If you are _really_ concerned about this particular problem, you could
force conversion to 53 bit precision by re-writing your code to store
all intermediate results in 'volatile' 53 bit precision locations.
Alternatively, you could change the FPU control bits to 53 bit
precision (not recommended unless you know _exactly_ what you are
doing).  Note also that the "problem" in this program will go away if
you use 'long double' variables.

The program is just one example of the folly of relying upon exact
results with floating point code.  A good rule with floating point
code is to _never_ rely upon exact results (explicitly or implicitly).

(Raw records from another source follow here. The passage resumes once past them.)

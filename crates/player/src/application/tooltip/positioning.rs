//! Popup placement relative to the pointer and the viewport.

use crate::domain::{Point, Size};

/// Top-left corner for a popup opened at `pointer`.
///
/// The popup sits `offset` below-right of the pointer. An axis that would
/// overflow flips to the other side of the pointer; the result is then
/// clamped inside the viewport with `margin`.
pub fn place_near_pointer(
    pointer: Point,
    size: Size,
    viewport: Size,
    offset: f64,
    margin: f64,
) -> Point {
    Point::new(
        place_axis(pointer.x, size.width, viewport.width, offset, margin),
        place_axis(pointer.y, size.height, viewport.height, offset, margin),
    )
}

/// Keep a popup fully visible; used while dragging.
pub fn clamp_to_viewport(position: Point, size: Size, viewport: Size, margin: f64) -> Point {
    Point::new(
        clamp_axis(position.x, size.width, viewport.width, margin),
        clamp_axis(position.y, size.height, viewport.height, margin),
    )
}

fn place_axis(pointer: f64, extent: f64, limit: f64, offset: f64, margin: f64) -> f64 {
    let mut start = pointer + offset;
    if start + extent > limit - margin {
        start = pointer - offset - extent;
    }
    clamp_axis(start, extent, limit, margin)
}

// Popups larger than the viewport stick to the top/left margin.
fn clamp_axis(start: f64, extent: f64, limit: f64, margin: f64) -> f64 {
    let max = (limit - margin - extent).max(margin);
    start.clamp(margin, max)
}

#[cfg(test)]
mod tests {
    use super::*;

    const VIEWPORT: Size = Size {
        width: 1000.0,
        height: 800.0,
    };

    #[test]
    fn below_right_of_pointer() {
        let at = place_near_pointer(Point::new(100.0, 100.0), Size::new(200.0, 150.0), VIEWPORT, 10.0, 10.0);
        assert_eq!(at, Point::new(110.0, 110.0));
    }

    #[test]
    fn flips_on_overflowing_axis_only() {
        let at = place_near_pointer(Point::new(900.0, 100.0), Size::new(200.0, 150.0), VIEWPORT, 10.0, 10.0);
        assert_eq!(at, Point::new(690.0, 110.0));

        let at = place_near_pointer(Point::new(100.0, 750.0), Size::new(200.0, 150.0), VIEWPORT, 10.0, 10.0);
        assert_eq!(at, Point::new(110.0, 590.0));
    }

    #[test]
    fn clamps_when_flip_still_overflows() {
        let at = place_near_pointer(Point::new(50.0, 50.0), Size::new(980.0, 100.0), VIEWPORT, 10.0, 10.0);
        assert_eq!(at.x, 10.0);

        let huge = place_near_pointer(Point::new(500.0, 400.0), Size::new(2000.0, 2000.0), VIEWPORT, 10.0, 10.0);
        assert_eq!(huge, Point::new(10.0, 10.0));
    }

    #[test]
    fn drag_is_clamped() {
        let size = Size::new(200.0, 100.0);
        assert_eq!(
            clamp_to_viewport(Point::new(-50.0, 900.0), size, VIEWPORT, 10.0),
            Point::new(10.0, 690.0)
        );
        assert_eq!(
            clamp_to_viewport(Point::new(300.0, 300.0), size, VIEWPORT, 10.0),
            Point::new(300.0, 300.0)
        );
    }
}
//! Embedded reference tag parsing
//!
//! Rules text embeds references and inline formatting as `{@type payload}`
//! tags. The payload is pipe-separated: segment 0 is the display / lookup
//! name, segment 1 is usually the source book, and later segments carry
//! tag-specific extras. Payloads may themselves contain tags, so closing
//! braces are matched by depth.
//!
//! # Example
//!
//! ```
//! use lorelink_domain::{parse_reference_tags, EntityKind, TagType};
//!
//! let text = "You can cast {@spell fireball|PHB} at will.";
//! let tags = parse_reference_tags(text);
//!
//! assert_eq!(tags.len(), 1);
//! assert_eq!(tags[0].tag_type, TagType::Reference(EntityKind::Spell));
//! assert_eq!(tags[0].name(), "fireball");
//! assert_eq!(tags[0].source(), Some("PHB"));
//! assert_eq!(&text[tags[0].start_offset..tags[0].end_offset], "{@spell fireball|PHB}");
//! ```

use serde::{Deserialize, Serialize};

use super::lookup::ReferenceLookup;
use crate::entities::EntityKind;

/// Inline formatting tags.
#[derive(Debug, Clone, Copy, PartialEq, Eq, Hash, Serialize, Deserialize)]
#[serde(rename_all = "snake_case")]
pub enum FormatTag {
    Note,
    Bold,
    Italic,
    Dice,
    Damage,
    /// Attack bonus (`{@hit 5}` renders "+5")
    Hit,
    /// Save DC (`{@dc 15}` renders "DC 15")
    Dc,
    QuickRef,
}

impl FormatTag {
    pub fn from_tag_name(name: &str) -> Option<Self> {
        let tag = match name.to_ascii_lowercase().as_str() {
            "note" => FormatTag::Note,
            "b" | "bold" => FormatTag::Bold,
            "i" | "italic" => FormatTag::Italic,
            "dice" => FormatTag::Dice,
            "damage" => FormatTag::Damage,
            "hit" => FormatTag::Hit,
            "dc" => FormatTag::Dc,
            "quickref" => FormatTag::QuickRef,
            _ => return None,
        };
        Some(tag)
    }
}

/// What a tag's type name refers to.
#[derive(Debug, Clone, Copy, PartialEq, Eq, Hash, Serialize, Deserialize)]
pub enum TagType {
    /// A reference to an entity of the given kind.
    Reference(EntityKind),
    /// Inline formatting.
    Format(FormatTag),
    /// A tag type this system does not understand.
    Unknown,
}

impl TagType {
    pub fn classify(raw_type: &str) -> Self {
        if let Some(format) = FormatTag::from_tag_name(raw_type) {
            TagType::Format(format)
        } else if let Some(kind) = EntityKind::from_tag_name(raw_type) {
            TagType::Reference(kind)
        } else {
            TagType::Unknown
        }
    }
}

/// A parsed `{@type payload}` occurrence
#[derive(Debug, Clone, PartialEq, Eq, Serialize, Deserialize)]
pub struct ReferenceTag {
    /// The type name as written (`spell`, `b`, `classFeature`, ...)
    pub raw_type: String,

    pub tag_type: TagType,

    /// Everything between the type name and the closing brace
    pub payload: String,

    /// Payload split on top-level pipes
    pub segments: Vec<String>,

    /// Byte offset of the opening brace
    pub start_offset: usize,

    /// Byte offset just past the closing brace
    pub end_offset: usize,
}

impl ReferenceTag {
    /// Segment 0, trimmed: the lookup name and default display text.
    pub fn name(&self) -> &str {
        self.segments.first().map(|s| s.trim()).unwrap_or("")
    }

    /// Text shown in place of the tag.
    pub fn display_text(&self) -> &str {
        self.name()
    }

    /// The source book, if the tag names one.
    pub fn source(&self) -> Option<&str> {
        self.segment(self.source_segment_index())
    }

    /// A non-empty, trimmed segment.
    pub fn segment(&self, index: usize) -> Option<&str> {
        self.segments
            .get(index)
            .map(|s| s.trim())
            .filter(|s| !s.is_empty())
    }

    pub fn kind(&self) -> Option<EntityKind> {
        match self.tag_type {
            TagType::Reference(kind) => Some(kind),
            _ => None,
        }
    }

    pub fn is_reference(&self) -> bool {
        self.kind().is_some()
    }

    /// The lookup this tag asks for, if it is a reference with a name.
    pub fn lookup(&self) -> Option<ReferenceLookup> {
        let kind = self.kind()?;
        let lookup = ReferenceLookup::new(kind, self.name()).ok()?;
        Some(match self.source() {
            Some(source) => lookup.with_source(source),
            None => lookup,
        })
    }

    /// Length of the tag in bytes
    pub fn len(&self) -> usize {
        self.end_offset - self.start_offset
    }

    pub fn is_empty(&self) -> bool {
        self.len() == 0
    }

    // Class features are written `name|className|classSource|level|source`.
    fn source_segment_index(&self) -> usize {
        match self.kind() {
            Some(EntityKind::ClassFeature) => 4,
            _ => 1,
        }
    }
}

/// Quick check for whether text contains anything tag-shaped.
pub fn contains_tags(text: &str) -> bool {
    text.contains("{@")
}

/// Parse all top-level tags in `text`, in order.
///
/// Tags nested inside a payload are not returned separately; parse the
/// payload again to reach them. Unclosed tags are left as literal text.
pub fn parse_reference_tags(text: &str) -> Vec<ReferenceTag> {
    let bytes = text.as_bytes();
    let mut tags = Vec::new();
    let mut pos = 0;

    while let Some(rel) = text[pos..].find("{@") {
        let start = pos + rel;
        match parse_tag_at(text, bytes, start) {
            Some(tag) => {
                pos = tag.end_offset;
                tags.push(tag);
            }
            None => pos = start + 2,
        }
    }

    tags
}

fn parse_tag_at(text: &str, bytes: &[u8], start: usize) -> Option<ReferenceTag> {
    let type_start = start + 2;
    let mut idx = type_start;
    while idx < bytes.len() && !bytes[idx].is_ascii_whitespace() && bytes[idx] != b'}' {
        if bytes[idx] == b'{' {
            return None;
        }
        idx += 1;
    }
    if idx == type_start || idx >= bytes.len() {
        return None;
    }
    let raw_type = &text[type_start..idx];

    // `{@b}` style: no payload
    if bytes[idx] == b'}' {
        return Some(build_tag(raw_type, "", start, idx + 1));
    }

    let payload_start = idx + 1;
    let mut depth = 1usize;
    let mut cursor = payload_start;
    while cursor < bytes.len() {
        match bytes[cursor] {
            b'{' => depth += 1,
            b'}' => {
                depth -= 1;
                if depth == 0 {
                    let payload = &text[payload_start..cursor];
                    return Some(build_tag(raw_type, payload, start, cursor + 1));
                }
            }
            _ => {}
        }
        cursor += 1;
    }

    None
}

fn build_tag(raw_type: &str, payload: &str, start: usize, end: usize) -> ReferenceTag {
    ReferenceTag {
        raw_type: raw_type.to_string(),
        tag_type: TagType::classify(raw_type),
        payload: payload.to_string(),
        segments: split_segments(payload),
        start_offset: start,
        end_offset: end,
    }
}

/// Split a payload on pipes that are not inside a nested tag.
pub fn split_segments(payload: &str) -> Vec<String> {
    let mut segments = Vec::new();
    let mut depth = 0usize;
    let mut current = String::new();

    for ch in payload.chars() {
        match ch {
            '{' => {
                depth += 1;
                current.push(ch);
            }
            '}' => {
                depth = depth.saturating_sub(1);
                current.push(ch);
            }
            '|' if depth == 0 => segments.push(std::mem::take(&mut current)),
            _ => current.push(ch),
        }
    }
    segments.push(current);

    segments
}
use std::fmt;

use serde::{Deserialize, Serialize};
use uuid::Uuid;

macro_rules! define_id {
    ($name:ident) => {
        #[derive(Debug, Clone, Copy, PartialEq, Eq, Hash, Serialize, Deserialize)]
        pub struct $name(Uuid);

        impl $name {
            pub fn new() -> Self {
                Self(Uuid::new_v4())
            }

            pub fn as_uuid(&self) -> &Uuid {
                &self.0
            }
        }

        impl Default for $name {
            fn default() -> Self {
                Self::new()
            }
        }

        impl fmt::Display for $name {
            fn fmt(&self, f: &mut fmt::Formatter<'_>) -> fmt::Result {
                write!(f, "{}", self.0)
            }
        }

        impl From<Uuid> for $name {
            fn from(value: Uuid) -> Self {
                Self(value)
            }
        }
    };
}

// Tooltip stack
define_id!(PopupId);
define_id!(TimerId);

/// Host-assigned identity of an anchor element.
///
/// Only compared for equality ("is this the same element that opened the
/// popup?"), so any stable string the host can produce works.
#[derive(Debug, Clone, PartialEq, Eq, Hash, Serialize, Deserialize)]
pub struct AnchorId(String);

impl AnchorId {
    pub fn new(id: impl Into<String>) -> Self {
        Self(id.into())
    }

    pub fn as_str(&self) -> &str {
        &self.0
    }
}

impl fmt::Display for AnchorId {
    fn fmt(&self, f: &mut fmt::Formatter<'_>) -> fmt::Result {
        f.write_str(&self.0)
    }
}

Peter's other problem was with the following program.

> #include <stdio.h>
> #include <math.h>
>
> main()
> {
>    volatile double a = 1.54734129e8;
>    double b = sqrt(1+a*a);
>    double x = a/b;
>    printf("1-x=%le\n", 1.0-x);
>    printf("1-x=%le\n", 1.0-x);
>    printf("x%s1\n", (x==1.0)? "==":"!=");
>    printf("1-x=%le\n", 1.0-x);
> }

The problems Peter had with this program are due to the fact that gcc
uses built-in code for some standard functions by default, but g++
does not appear to do so.

In the gcc case, the expression '1+a*a' is computed to 64 bit
precision and passed to the fsqrt instruction as a 64 bit precision
quantity.

In the g++ case the 64 bit result of '1+a*a' is converted to a 53 bit
precision quantity (a 'double') and passed to the sqrt() function.
Note that for the particular value of 'a', the 53 bit argument passed
to sqrt() is the same as would have been passed if just 'a*a' had been
computed.

It should therefore come as no surpise that the two cases produce
different results.

Peter was disturbed that a negative result was produced in the g++
case.  As pointed out above, in the g++ case the program is actually
effectively using 'a*a', not 'a*a+1'.  The program is essentially
comparing 'a' with 'sqrt(a*a)' and it should not be surprising that
given the various conversions the difference is sometimes negative and
other times it is positive.

This particular "problem" can be worked around by passing the
"--no-builtin" option to gcc.  The 'C' program should then produce the
same negative result as the 'C++' program.

This program does not show any bug in gcc or g++, but once again
demonstrates the wisdom of the rule that programs should (almost)
never be written to rely upon exact (or "near exact") results with
floating point computations.


Cheers,
       Bill


ps: Note that my detailed comments above about precision apply to
80386/486 machines and that the details may vary on other
architectures.